Most harried modern travelers would scoff at this scenario as a pie-in-the-sky dream. But according to travel search site Skyscanner, this could be your actual travel experience in just 10 years. The company on Monday released the second part of its “Future of Travel” report, in which it explores what travel will be like in 2024. 

A team of 56 editors, researchers and travel experts across the world compiled the report. The current release looks at the airplanes and airports of the future. The first part, released in April, examined the planning and booking trends of the future. Many of the report’s predictions are based on technologies that are emerging in airports and airlines around the world.

“Advances in technology and shifts in economic and political power will ultimately redefine the travel industry,” Filip Filipov, the head of B2B at Skyscanner, said. As a result, future travelers can expect a new kind of airport in which mobile check-ins, digital bag tags and biometric software and IDs will streamline the check-in experience. Airports themselves will be more intelligently designed and even become an intrinsic part of the vacation experience, while flights of the future will morph into “relaxing cyber hubs” that will be segmented into areas for relaxing, dining or mingling with other passengers.  

“In some shape or form, many of these technologies are already in existence, while others are being developed,” Filipov said. British Airways and Microsoft Corp. (NASDAQ:MSFT), for example, are collaborating on tests of personalized, smartphone-activated digital bag tags.

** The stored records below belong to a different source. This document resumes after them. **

//! HTTP routes: the JSON API over [`ComicService`] and the static artifact directory.

use std::num::NonZeroU16;
use std::sync::Arc;

use axum::Router;
use axum::routing::{get, post};
use tower_http::services::ServeDir;
use tracing::{error, info};

use crate::service::ComicService;

mod prelude;
mod views;

use views::{
    generate_cover_handler, generate_image_handler, generate_script_handler, health_handler,
    proxy_image_handler, validate_handler,
};

#[derive(Clone, Debug)]
pub(crate) struct AppState {
    service: Arc<ComicService>,
}

impl AppState {
    fn new(service: ComicService) -> Self {
        Self {
            service: Arc::new(service),
        }
    }
}

fn create_router(state: AppState) -> Router {
    let artifacts = ServeDir::new(state.service.store().root());
    let prefix = state.service.store().url_prefix().to_string();
    Router::new()
        .route("/api/health", get(health_handler))
        .route("/api/generate", post(generate_script_handler))
        .route("/api/validate", post(validate_handler))
        .route("/api/generate-image", post(generate_image_handler))
        .route("/api/generate-cover", post(generate_cover_handler))
        .route("/api/proxy-image", get(proxy_image_handler))
        .nest_service(&prefix, artifacts)
        .with_state(state)
}

/// Binds `listen_addr:port` and serves the API until the process stops.
pub async fn setup_server(
    listen_addr: &str,
    port: NonZeroU16,
    service: ComicService,
) -> Result<(), anyhow::Error> {
    info!("Artifacts live in {}", service.store().root().display());
    let app = create_router(AppState::new(service));

    let addr = format!("{}:{}", listen_addr, port);
    info!("Starting server on http://{}", addr);
    let listener = tokio::net::TcpListener::bind(&addr).await?;
    if let Err(err) = axum::serve(listener, app).await {
        error!("Server error: {}", err);
    }
    Ok(())
}

#[cfg(test)]
#[allow(deprecated)]
mod tests {
    use super::*;

    use axum::body::Body;
    use axum::http::{Request, StatusCode, header::CONTENT_TYPE};
    use http_body_util::BodyExt;
    use httpmock::MockServer;
    use serde_json::{Value, json};
    use tower::ServiceExt;

    use crate::config::ServiceConfig;
    use crate::generation::{ModelResponse, RetryPolicy};
    use crate::references::tests::png_bytes;

    fn setup_app(gemini_base: &str, dir: &std::path::Path) -> Router {
        let config = ServiceConfig {
            artifact_dir: dir.to_path_buf(),
            gemini_api_base: gemini_base.to_string(),
            retry: RetryPolicy::new(2, 0.0),
            ..ServiceConfig::default()
        };
        create_router(AppState::new(ComicService::new(
            reqwest::Client::new(),
            config,
        )))
    }

    async fn read_body(response: axum::response::Response) -> Vec<u8> {
        response
            .into_body()
            .collect()
            .await
            .expect("collect body")
            .to_bytes()
            .to_vec()
    }

    async fn read_json(response: axum::response::Response) -> Value {
        serde_json::from_slice(&read_body(response).await).expect("json body")
    }

    fn post_json(uri: &str, body: Value) -> Request<Body> {
        Request::builder()
            .method("POST")
            .uri(uri)
            .header(CONTENT_TYPE, "application/json")
            .body(Body::from(body.to_string()))
            .expect("build request")
    }

    fn page_data() -> Value {
        json!({"title": "T", "rows": [{"height": "250px", "panels": [{"text": "hero jumps"}]}]})
    }

    #[tokio::test]
    async fn health_reports_ok() {
        let tmp = tempfile::tempdir().expect("tempdir");
        let app = setup_app("http://127.0.0.1:9", tmp.path());
        let request = Request::builder()
            .uri("/api/health")
            .body(Body::empty())
            .expect("build request");
        let response = app.oneshot(request).await.expect("response");
        assert_eq!(response.status(), StatusCode::OK);
        assert_eq!(read_json(response).await, json!({"status": "ok"}));
    }

    #[tokio::test]
    async fn validate_reports_shape_problems() {
        let tmp = tempfile::tempdir().expect("tempdir");
        let app = setup_app("http://127.0.0.1:9", tmp.path());

        let response = app
            .clone()
            .oneshot(post_json("/api/validate", json!({"script": [page_data()]})))
            .await
            .expect("response");
        assert_eq!(read_json(response).await, json!({"valid": true}));

        let response = app
            .oneshot(post_json("/api/validate", json!({"script": {"title": "x"}})))
            .await
            .expect("response");
        assert_eq!(
            read_json(response).await,
            json!({"valid": false, "error": "Invalid page structure"})
        );
    }

    #[tokio::test]
    async fn generate_image_requires_page_data() {
        let tmp = tempfile::tempdir().expect("tempdir");
        let app = setup_app("http://127.0.0.1:9", tmp.path());

        let response = app
            .clone()
            .oneshot(post_json("/api/generate-image", json!({"google_api_key": "k"})))
            .await
            .expect("response");
        assert_eq!(response.status(), StatusCode::BAD_REQUEST);
        assert_eq!(
            read_json(response).await,
            json!({"error": "Page data is required"})
        );

        let request = Request::builder()
            .method("POST")
            .uri("/api/generate-image")
            .header(CONTENT_TYPE, "application/json")
            .body(Body::from("not json"))
            .expect("build request");
        let response = app.oneshot(request).await.expect("response");
        assert_eq!(response.status(), StatusCode::BAD_REQUEST);
        assert_eq!(
            read_json(response).await,
            json!({"error": "No JSON data provided"})
        );
    }

    #[tokio::test]
    async fn generate_image_without_key_is_rejected() {
        let tmp = tempfile::tempdir().expect("tempdir");
        let app = setup_app("http://127.0.0.1:9", tmp.path());
        let response = app
            .oneshot(post_json(
                "/api/generate-image",
                json!({"page_data": page_data()}),
            ))
            .await
            .expect("response");
        assert_eq!(response.status(), StatusCode::BAD_REQUEST);
        assert_eq!(
            read_json(response).await,
            json!({"error": "Google API key is required"})
        );
    }

    #[tokio::test]
    async fn generated_page_is_served_from_artifact_url() {
        let server = MockServer::start_async().await;
        let image = png_bytes(9, 16);
        let body = serde_json::to_value(ModelResponse::with_image("image/png", &image))
            .expect("serialize");
        let mock = server
            .mock_async(|when, then| {
                when.method("POST")
                    .path("/v1beta/models/gemini-3-pro-image-preview:generateContent");
                then.status(200).json_body(body);
            })
            .await;
        let tmp = tempfile::tempdir().expect("tempdir");
        let app = setup_app(&server.url("/v1beta"), tmp.path());

        let response = app
            .clone()
            .oneshot(post_json(
                "/api/generate-image",
                json!({
                    "page_data": page_data(),
                    "comic_style": "ghibli",
                    "google_api_key": "test-key",
                }),
            ))
            .await
            .expect("response");
        assert_eq!(response.status(), StatusCode::OK);
        mock.assert_async().await;
        let json = read_json(response).await;
        assert_eq!(json["success"], json!(true));
        assert!(
            json["prompt"]
                .as_str()
                .is_some_and(|prompt| prompt.contains("Panel 1-1: hero jumps"))
        );
        let image_url = json["image_url"].as_str().expect("image_url").to_string();
        assert!(image_url.starts_with("/backend/static/images/"));

        let request = Request::builder()
            .uri(&image_url)
            .body(Body::empty())
            .expect("build request");
        let response = app.oneshot(request).await.expect("response");
        assert_eq!(response.status(), StatusCode::OK);
        let served = read_body(response).await;
        let decoded = image::load_from_memory(&served).expect("decode served png");
        assert_eq!((decoded.width(), decoded.height()), (9, 16));
    }

    #[tokio::test]
    async fn failed_generation_returns_server_error() {
        let server = MockServer::start_async().await;
        let mock = server
            .mock_async(|when, then| {
                when.method("POST");
                then.status(200)
                    .json_body(json!({"candidates": [{"finishReason": "SAFETY"}]}));
            })
            .await;
        let tmp = tempfile::tempdir().expect("tempdir");
        let app = setup_app(&server.url("/v1beta"), tmp.path());

        let response = app
            .oneshot(post_json(
                "/api/generate-cover",
                json!({"comic_style": "pixar", "google_api_key": "k"}),
            ))
            .await
            .expect("response");
        assert_eq!(response.status(), StatusCode::INTERNAL_SERVER_ERROR);
        assert_eq!(mock.hits_async().await, 2);
        let json = read_json(response).await;
        assert!(
            json["error"]
                .as_str()
                .is_some_and(|message| message.contains("SAFETY"))
        );
        assert_eq!(std::fs::read_dir(tmp.path()).expect("list").count(), 0);
    }

    #[tokio::test]
    async fn cover_accepts_a_single_reference() {
        let server = MockServer::start_async().await;
        let body = serde_json::to_value(ModelResponse::with_image("image/png", &png_bytes(9, 16)))
            .expect("serialize");
        let mock = server
            .mock_async(|when, then| {
                when.method("POST");
                then.status(200).json_body(body);
            })
            .await;
        let tmp = tempfile::tempdir().expect("tempdir");
        let app = setup_app(&server.url("/v1beta"), tmp.path());

        for reference in [
            json!("/backend/static/images/missing.png"),
            json!({"imageUrl": "/backend/static/images/missing.png"}),
        ] {
            let response = app
                .clone()
                .oneshot(post_json(
                    "/api/generate-cover",
                    json!({
                        "comic_style": "disney",
                        "google_api_key": "k",
                        "reference_imgs": reference,
                    }),
                ))
                .await
                .expect("response");
            assert_eq!(response.status(), StatusCode::OK);
            assert_eq!(read_json(response).await["success"], json!(true));
        }
        assert_eq!(mock.hits_async().await, 2);
    }

    #[tokio::test]
    async fn proxy_requires_url_and_sets_download_headers() {
        let server = MockServer::start_async().await;
        server
            .mock_async(|when, then| {
                when.method("GET").path("/pic.jpg");
                then.status(200)
                    .header("content-type", "image/jpeg")
                    .body(b"jpegbytes");
            })
            .await;
        let tmp = tempfile::tempdir().expect("tempdir");
        let app = setup_app("http://127.0.0.1:9", tmp.path());

        let request = Request::builder()
            .uri("/api/proxy-image")
            .body(Body::empty())
            .expect("build request");
        let response = app.clone().oneshot(request).await.expect("response");
        assert_eq!(response.status(), StatusCode::BAD_REQUEST);

        let request = Request::builder()
            .uri(format!("/api/proxy-image?url={}", server.url("/pic.jpg")))
            .body(Body::empty())
            .expect("build request");
        let response = app.oneshot(request).await.expect("response");
        assert_eq!(response.status(), StatusCode::OK);
        let headers = response.headers().clone();
        assert_eq!(headers[CONTENT_TYPE], "image/jpeg");
        assert_eq!(headers["access-control-allow-origin"], "*");
        let disposition = headers["content-disposition"].to_str().expect("ascii");
        assert!(disposition.starts_with("attachment; filename=comic-"));
        assert_eq!(read_body(response).await, b"jpegbytes".to_vec());
    }
}
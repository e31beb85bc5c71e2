pub(crate) use super::AppState;
pub(crate) use crate::error::ServiceError;
pub(crate) use axum::Json;
pub(crate) use axum::extract::rejection::JsonRejection;
pub(crate) use axum::extract::{Query, State};
pub(crate) use axum::http::{HeaderValue, StatusCode, header::CONTENT_TYPE};
pub(crate) use axum::response::IntoResponse;
pub(crate) use serde::Deserialize;
pub(crate) use serde_json::{Value, json};
pub(crate) use tracing::{debug, info};
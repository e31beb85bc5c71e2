//! The image model call, its response checks, and the retry loop around it.
//!
//! One call to [`GenerationClient::generate`] walks attempts `1..=max_attempts`.
//! An attempt either persists an image and returns, or fails and, if any
//! attempts remain, sleeps `retry_delay * 2^(attempt-1)` before the next one.
//! Attempts never overlap.

use std::future::Future;
use std::io::Cursor;
use std::time::Duration;

use base64::Engine;
use base64::engine::general_purpose;
use image::ImageFormat;
use serde::{Deserialize, Serialize};
use serde_json::json;
use tracing::{error, info, warn};

use crate::config::ServiceConfig;
use crate::constants::{DEFAULT_MAX_ATTEMPTS, DEFAULT_RETRY_DELAY_SECS, FINISH_REASON_STOP};
use crate::error::{GenerationError, GenerationFailure};
use crate::prompt::CompiledRequest;
use crate::storage::{Artifact, ArtifactStore};

/// How many attempts to make and how long to wait between them.
#[derive(Clone, Copy, Debug, PartialEq, Eq)]
pub struct RetryPolicy {
    /// Total attempts, at least one
    pub max_attempts: u32,
    /// Wait after the first failure; doubles after each one after that
    pub retry_delay: Duration,
}

impl Default for RetryPolicy {
    fn default() -> Self {
        Self::new(DEFAULT_MAX_ATTEMPTS, DEFAULT_RETRY_DELAY_SECS)
    }
}

impl RetryPolicy {
    /// Builds a policy; zero attempts is treated as one, negative delays as zero.
    pub fn new(max_attempts: u32, retry_delay_secs: f64) -> Self {
        Self {
            max_attempts: max_attempts.max(1),
            retry_delay: Duration::try_from_secs_f64(retry_delay_secs).unwrap_or_default(),
        }
    }

    /// Wait after attempt `attempt` (1-based) fails.
    pub fn backoff(&self, attempt: u32) -> Duration {
        let exponent = attempt.saturating_sub(1).min(31);
        self.retry_delay.saturating_mul(1u32 << exponent)
    }
}

/// Image parameters sent along with every request.
#[derive(Clone, Debug, PartialEq, Eq)]
pub struct ImageSettings {
    /// eg `9:16`
    pub aspect_ratio: String,
    /// eg `2K`
    pub image_size: String,
}

/// What the model is asked to do.
#[derive(Debug)]
pub struct ModelRequest<'a> {
    /// Instruction text plus attachments
    pub compiled: &'a CompiledRequest,
    /// Output parameters
    pub settings: &'a ImageSettings,
}

/// An inline binary payload on a response part.
#[derive(Clone, Debug, Default, Deserialize, Serialize, PartialEq, Eq)]
#[serde(rename_all = "camelCase")]
pub struct InlineData {
    /// eg `image/png`
    #[serde(default, alias = "mime_type")]
    pub mime_type: String,
    /// Base64 payload
    #[serde(default)]
    pub data: String,
}

/// One part of a candidate's content.
#[derive(Clone, Debug, Default, Deserialize, Serialize, PartialEq, Eq)]
#[serde(rename_all = "camelCase")]
pub struct Part {
    /// Text output, if any
    #[serde(default, skip_serializing_if = "Option::is_none")]
    pub text: Option<String>,
    /// Binary output, if any
    #[serde(default, alias = "inline_data", skip_serializing_if = "Option::is_none")]
    pub inline_data: Option<InlineData>,
}

/// Content of a candidate.
#[derive(Clone, Debug, Default, Deserialize, Serialize, PartialEq, Eq)]
pub struct Content {
    /// Parts in model order
    #[serde(default)]
    pub parts: Vec<Part>,
}

/// One candidate completion.
#[derive(Clone, Debug, Default, Deserialize, Serialize, PartialEq, Eq)]
#[serde(rename_all = "camelCase")]
pub struct Candidate {
    /// The generated content
    #[serde(default)]
    pub content: Option<Content>,
    /// Completion signal, `STOP` when normal
    #[serde(default, alias = "finish_reason")]
    pub finish_reason: Option<String>,
}

/// What the model returned.
#[derive(Clone, Debug, Default, Deserialize, Serialize, PartialEq, Eq)]
pub struct ModelResponse {
    /// Zero or more candidates
    #[serde(default)]
    pub candidates: Vec<Candidate>,
}

impl ModelResponse {
    /// A response carrying a single image, as the model would send it.
    pub fn with_image(mime_type: &str, bytes: &[u8]) -> Self {
        Self {
            candidates: vec![Candidate {
                content: Some(Content {
                    parts: vec![Part {
                        text: None,
                        inline_data: Some(InlineData {
                            mime_type: mime_type.to_string(),
                            data: general_purpose::STANDARD.encode(bytes),
                        }),
                    }],
                }),
                finish_reason: Some(FINISH_REASON_STOP.to_string()),
            }],
        }
    }

    /// Checks the completion signal and pulls out the first inline image.
    pub fn first_image(&self) -> Result<&InlineData, GenerationError> {
        let candidate = self
            .candidates
            .first()
            .ok_or_else(|| GenerationError::AbnormalCompletion("Unknown".to_string()))?;
        match candidate.finish_reason.as_deref() {
            Some(FINISH_REASON_STOP) => {}
            Some(reason) => return Err(GenerationError::AbnormalCompletion(reason.to_string())),
            None => return Err(GenerationError::AbnormalCompletion("Unknown".to_string())),
        }
        candidate
            .content
            .iter()
            .flat_map(|content| content.parts.iter())
            .filter_map(|part| part.inline_data.as_ref())
            .find(|inline| !inline.data.is_empty())
            .ok_or(GenerationError::NoImage)
    }
}

/// The call the retry loop wraps.
pub trait ImageModel {
    /// Sends one request and returns the parsed response.
    fn generate_content(
        &self,
        request: &ModelRequest<'_>,
    ) -> impl Future<Output = Result<ModelResponse, GenerationError>> + Send;
}

/// Gemini `generateContent` over REST.
#[derive(Clone, Debug)]
pub struct GeminiModel {
    http: reqwest::Client,
    api_key: String,
    api_base: String,
    model: String,
    timeout: Duration,
}

impl GeminiModel {
    /// A model client bound to one API key.
    pub fn new(http: reqwest::Client, api_key: &str, config: &ServiceConfig) -> Self {
        Self {
            http,
            api_key: api_key.to_string(),
            api_base: config.gemini_api_base.trim_end_matches('/').to_string(),
            model: config.gemini_model.clone(),
            timeout: config.model_timeout,
        }
    }

    /// Full URL for the configured model.
    pub fn endpoint(&self) -> String {
        let model = self.model.trim();
        let model_path = if model.starts_with("models/") {
            model.to_string()
        } else {
            format!("models/{model}")
        };
        format!("{}/{}:generateContent", self.api_base, model_path)
    }

    /// Request body: text first, then each attachment as inline data.
    pub fn request_body(request: &ModelRequest<'_>) -> serde_json::Value {
        let mut parts = vec![json!({ "text": request.compiled.instruction })];
        parts.extend(request.compiled.attachments.iter().map(|image| {
            json!({
                "inlineData": {
                    "mimeType": image.mime_type,
                    "data": general_purpose::STANDARD.encode(&image.bytes),
                }
            })
        }));
        json!({
            "contents": [{ "role": "user", "parts": parts }],
            "generationConfig": {
                "responseModalities": ["TEXT", "IMAGE"],
                "imageConfig": {
                    "aspectRatio": request.settings.aspect_ratio,
                    "imageSize": request.settings.image_size,
                }
            }
        })
    }
}

impl ImageModel for GeminiModel {
    async fn generate_content(
        &self,
        request: &ModelRequest<'_>,
    ) -> Result<ModelResponse, GenerationError> {
        let resp = self
            .http
            .post(self.endpoint())
            .header("x-goog-api-key", &self.api_key)
            .timeout(self.timeout)
            .json(&Self::request_body(request))
            .send()
            .await?;

        let status = resp.status();
        let bytes = resp.bytes().await?;
        if !status.is_success() {
            return Err(GenerationError::Api {
                status,
                body: String::from_utf8_lossy(&bytes).chars().take(512).collect(),
            });
        }
        Ok(serde_json::from_slice(&bytes)?)
    }
}

/// Runs the model under a retry policy and stores what comes back.
#[derive(Clone, Debug)]
pub struct GenerationClient<M> {
    model: M,
    store: ArtifactStore,
    settings: ImageSettings,
}

impl<M: ImageModel> GenerationClient<M> {
    /// Client writing into `store`.
    pub fn new(model: M, store: ArtifactStore, settings: ImageSettings) -> Self {
        Self {
            model,
            store,
            settings,
        }
    }

    /// Generates one image, retrying per `policy`. Returns the stored artifact
    /// or the error from the last attempt.
    pub async fn generate(
        &self,
        compiled: &CompiledRequest,
        policy: &RetryPolicy,
    ) -> Result<Artifact, GenerationFailure> {
        let max_attempts = policy.max_attempts.max(1);
        let request = ModelRequest {
            compiled,
            settings: &self.settings,
        };

        let mut attempt = 1;
        loop {
            info!(
                "Calling image model (Attempt {}/{}, {} reference image(s))",
                attempt,
                max_attempts,
                compiled.attachments.len()
            );
            match self.attempt(&request).await {
                Ok(artifact) => {
                    info!(
                        "Attempt {}/{} succeeded: {}",
                        attempt, max_attempts, artifact.id
                    );
                    return Ok(artifact);
                }
                Err(err) => {
                    warn!("Attempt {}/{} failed: {}", attempt, max_attempts, err);
                    if attempt >= max_attempts {
                        error!("All {} attempts failed", max_attempts);
                        return Err(GenerationFailure {
                            attempts: attempt,
                            source: err,
                        });
                    }
                    let wait = policy.backoff(attempt);
                    info!("Retrying in {:.1} seconds...", wait.as_secs_f64());
                    tokio::time::sleep(wait).await;
                    attempt += 1;
                }
            }
        }
    }

    async fn attempt(&self, request: &ModelRequest<'_>) -> Result<Artifact, GenerationError> {
        let response = self.model.generate_content(request).await?;
        let inline = response.first_image()?;
        let bytes = general_purpose::STANDARD.decode(inline.data.trim())?;
        let image = image::load_from_memory(&bytes)?;

        let mut png = Vec::new();
        image.write_to(&mut Cursor::new(&mut png), ImageFormat::Png)?;
        let artifact = self.store.persist_png(&png).await?;
        info!("Image saved to {}", artifact.path.display());
        Ok(artifact)
    }
}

Singapore’s Changi Airport’s T4 terminal, which is due to open in 2017, is expected to offer biometric scanning and self-service check-ins. And the current state of its airport is already considered an exciting destination itself, featuring outdoor spaces, waterfalls, a rooftop swimming pool and gardens. By the next decade, more and more airports will be following — and surpassing — Singapore’s lead, said Filipov.

And what of the airplanes themselves? Travelers can expect memory foam-style seating that will fit their body shape, lighting designed to eliminate the effects of jetlag, individualized climate control and advanced entertainment and communication hubs at every seat. And many planes will offer segmented cabins where passengers can find bedrooms to rest in and lounges to mingle. Airbus SA has already designed a "concept cabin" that it says prefigures the advent of a different kind of flying experience. 

Of course, none of these advancements will come for free, while other changes, like facial recognition, could face regulatory barriers. But ultimately, argues Filipov, airports will be forced to keep up to stay competitive.

“Future passengers will receive a more customized experience that will evolve into an enjoyable and inspiring travel journey from start to finish,” he said.